═══ Provided data

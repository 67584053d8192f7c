//! Semantic version value type

use std::cmp::Ordering;
use std::fmt;
use std::hash::{Hash, Hasher};
use std::str::FromStr;

use crate::range::VersionRange;
use crate::version_parser::{validate_label, Field, VersionParser, VersionParserError};
use crate::{UnstableVersionType, VersionInterface};

/// An immutable semantic version.
///
/// Equality, hashing and ordering look at the numeric bits, stability, the
/// pre-release category and (for named categories) the pre-release revision.
/// Build metadata is carried along for display only.
#[derive(Debug, Clone)]
pub struct Version {
    major: u64,
    minor: u64,
    patch: u64,
    pre_release: Option<String>,
    build_metadata: Option<String>,
    unstable_version_type: Option<UnstableVersionType>,
}

impl Version {
    /// Create a version without pre-release or metadata labels
    pub const fn new(major: u64, minor: u64, patch: u64) -> Self {
        Version {
            major,
            minor,
            patch,
            pre_release: None,
            build_metadata: None,
            unstable_version_type: None,
        }
    }

    /// Get a new builder
    pub fn builder() -> VersionBuilder {
        VersionBuilder::new()
    }

    /// Get a builder that replicates every bit of `version`
    pub fn builder_from(version: &Version) -> VersionBuilder {
        VersionBuilder {
            major: version.major,
            minor: version.minor,
            patch: version.patch,
            pre_release: version.pre_release.clone(),
            build_metadata: version.build_metadata.clone(),
            unstable_version_type: version.unstable_version_type,
        }
    }

    /// Parse a version string
    pub fn parse(version: &str) -> Result<Self, VersionParserError> {
        let parsed = VersionBuilder::new().parse(version)?.build();
        log::trace!("Parsed version {} from {:?}", parsed, version);
        Ok(parsed)
    }

    pub fn major(&self) -> u64 {
        self.major
    }

    pub fn minor(&self) -> u64 {
        self.minor
    }

    pub fn patch(&self) -> u64 {
        self.patch
    }

    pub fn pre_release(&self) -> Option<&str> {
        self.pre_release.as_deref()
    }

    pub fn build_metadata(&self) -> Option<&str> {
        self.build_metadata.as_deref()
    }

    pub fn unstable_version_type(&self) -> Option<UnstableVersionType> {
        self.unstable_version_type
    }

    /// The number after the first `.` of the pre-release label, or zero when
    /// there is none or it does not parse
    pub fn pre_release_revision(&self) -> u64 {
        self.pre_release
            .as_deref()
            .and_then(|label| label.split_once('.'))
            .and_then(|(_, revision)| revision.parse().ok())
            .unwrap_or(0)
    }

    /// A version is stable when it has no pre-release label and a non-zero
    /// major bit. Every `0.x` release is unstable.
    pub fn stable(&self) -> bool {
        self.unstable_version_type.is_none() && self.major > 0
    }

    pub fn unstable(&self) -> bool {
        !self.stable()
    }

    pub fn with_major(&self, value: u64) -> Self {
        Version { major: value, ..self.clone() }
    }

    pub fn with_minor(&self, value: u64) -> Self {
        Version { minor: value, ..self.clone() }
    }

    pub fn with_patch(&self, value: u64) -> Self {
        Version { patch: value, ..self.clone() }
    }

    pub fn with_pre_release(&self, value: Option<&str>) -> Result<Self, VersionParserError> {
        Ok(Version::builder_from(self).pre_release(value)?.build())
    }

    pub fn with_build_metadata(&self, value: Option<&str>) -> Result<Self, VersionParserError> {
        Ok(Version::builder_from(self).build_metadata(value)?.build())
    }

    /// Create a range from `start` (inclusive) to `end` (exclusive)
    pub fn range(start: Version, end: Version) -> VersionRange<Version> {
        VersionRange::new(start, true, end, false)
    }

    /// Parse both bounds and create a range from `start` (inclusive) to `end`
    /// (exclusive)
    pub fn range_str(start: &str, end: &str) -> Result<VersionRange<Version>, VersionParserError> {
        Ok(Self::range(Self::parse(start)?, Self::parse(end)?))
    }

    /// Parse a range in interval notation such as `[1.0,2.0)`
    pub fn range_notation(range: &str) -> Result<VersionRange<Version>, VersionParserError> {
        VersionRange::parse(range)
    }

    /// Category ordinal and revision as seen by equality and hashing
    fn precedence_key(&self) -> Option<(UnstableVersionType, u64)> {
        self.unstable_version_type.map(|version_type| {
            let revision = match version_type {
                UnstableVersionType::Unknown => 0,
                _ => self.pre_release_revision(),
            };
            (version_type, revision)
        })
    }

    fn compare_versions(&self, other: &Version) -> Ordering {
        if self == other {
            return Ordering::Equal;
        }

        let numeric = self
            .major
            .cmp(&other.major)
            .then(self.minor.cmp(&other.minor))
            .then(self.patch.cmp(&other.patch));
        if numeric != Ordering::Equal {
            return numeric;
        }

        // Same numbers: the unstable one is older.
        match (self.unstable(), other.unstable()) {
            (false, true) => return Ordering::Greater,
            (true, false) => return Ordering::Less,
            _ => {}
        }

        // Both unstable. An unlabelled 0.x release outranks any labelled one,
        // e.g. 0.0 vs 0.0-alpha.
        match (self.unstable_version_type, other.unstable_version_type) {
            (None, Some(_)) => Ordering::Greater,
            (Some(_), None) => Ordering::Less,
            (Some(this_type), Some(other_type)) if this_type != other_type => this_type.cmp(&other_type),
            _ => self.pre_release_revision().cmp(&other.pre_release_revision()),
        }
    }
}

impl VersionInterface for Version {
    fn major(&self) -> u64 {
        self.major
    }

    fn minor(&self) -> u64 {
        self.minor
    }

    fn patch(&self) -> u64 {
        self.patch
    }

    fn unstable_version_type(&self) -> Option<UnstableVersionType> {
        self.unstable_version_type
    }

    fn compare_to(&self, other: Option<&Self>) -> Ordering {
        match other {
            Some(other) => self.compare_versions(other),
            None => Ordering::Greater,
        }
    }

    fn stable(&self) -> bool {
        Version::stable(self)
    }
}

impl PartialEq for Version {
    fn eq(&self, other: &Self) -> bool {
        self.major == other.major
            && self.minor == other.minor
            && self.patch == other.patch
            && self.stable() == other.stable()
            && self.precedence_key() == other.precedence_key()
    }
}

impl Eq for Version {}

impl Hash for Version {
    fn hash<H: Hasher>(&self, state: &mut H) {
        self.major.hash(state);
        self.minor.hash(state);
        self.patch.hash(state);
        match self.precedence_key() {
            Some((version_type, revision)) => {
                version_type.ordinal().hash(state);
                revision.hash(state);
            }
            None => usize::MAX.hash(state),
        }
    }
}

impl PartialOrd for Version {
    fn partial_cmp(&self, other: &Self) -> Option<Ordering> {
        Some(self.cmp(other))
    }
}

impl Ord for Version {
    fn cmp(&self, other: &Self) -> Ordering {
        self.compare_versions(other)
    }
}

impl fmt::Display for Version {
    fn fmt(&self, f: &mut fmt::Formatter<'_>) -> fmt::Result {
        write!(f, "{}.{}", self.major, self.minor)?;
        if self.patch > 0 {
            write!(f, ".{}", self.patch)?;
        }
        if let Some(pre_release) = &self.pre_release {
            write!(f, "-{}", pre_release)?;
        }
        if let Some(build_metadata) = &self.build_metadata {
            write!(f, "+{}", build_metadata)?;
        }
        Ok(())
    }
}

impl FromStr for Version {
    type Err = VersionParserError;

    fn from_str(s: &str) -> Result<Self, Self::Err> {
        Version::parse(s)
    }
}

/// Factory for [`Version`] instances.
///
/// A builder is scratch state for one thread; [`VersionBuilder::build`]
/// resets it so it can be reused.
#[derive(Debug, Clone, Default)]
pub struct VersionBuilder {
    major: u64,
    minor: u64,
    patch: u64,
    pre_release: Option<String>,
    build_metadata: Option<String>,
    unstable_version_type: Option<UnstableVersionType>,
}

impl VersionBuilder {
    pub fn new() -> Self {
        Self::default()
    }

    /// Populate the builder from a version string
    pub fn parse(&mut self, version: &str) -> Result<&mut Self, VersionParserError> {
        let parsed = VersionParser::parse(version)?;

        self.pre_release(parsed.pre_release)?
            .build_metadata(parsed.build_metadata)?
            .major(parsed.major)
            .minor(parsed.minor)
            .patch(parsed.patch);

        Ok(self)
    }

    /// Build a version and reset the builder
    pub fn build(&mut self) -> Version {
        let builder = std::mem::take(self);
        Version {
            major: builder.major,
            minor: builder.minor,
            patch: builder.patch,
            pre_release: builder.pre_release,
            build_metadata: builder.build_metadata,
            unstable_version_type: builder.unstable_version_type,
        }
    }

    pub fn reset(&mut self) -> &mut Self {
        *self = Self::default();
        self
    }

    pub fn major(&mut self, major: u64) -> &mut Self {
        self.major = major;
        self
    }

    pub fn minor(&mut self, minor: u64) -> &mut Self {
        self.minor = minor;
        self
    }

    pub fn patch(&mut self, patch: u64) -> &mut Self {
        self.patch = patch;
        self
    }

    /// Set the pre-release label and classify it by the text before its
    /// first `.`
    pub fn pre_release(&mut self, pre_release: Option<&str>) -> Result<&mut Self, VersionParserError> {
        match pre_release {
            Some(label) => {
                validate_label(Field::PreRelease, label)?;
                let identifier = label.split_once('.').map_or(label, |(identifier, _)| identifier);
                self.unstable_version_type = Some(UnstableVersionType::by_alias(identifier));
                self.pre_release = Some(label.to_string());
            }
            None => {
                self.unstable_version_type = None;
                self.pre_release = None;
            }
        }
        Ok(self)
    }

    pub fn build_metadata(&mut self, build_metadata: Option<&str>) -> Result<&mut Self, VersionParserError> {
        if let Some(label) = build_metadata {
            validate_label(Field::BuildMetadata, label)?;
        }
        self.build_metadata = build_metadata.map(str::to_string);
        Ok(self)
    }
}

══════

## Required work
From where "validate_label(Field::BuildMetadata, label)?;" appears to the last line of the listing above, please write out every line exactly; leave out the rest.

## Answer for the task
            validate_label(Field::BuildMetadata, label)?;
        }
        self.build_metadata = build_metadata.map(str::to_string);
        Ok(self)
    }
}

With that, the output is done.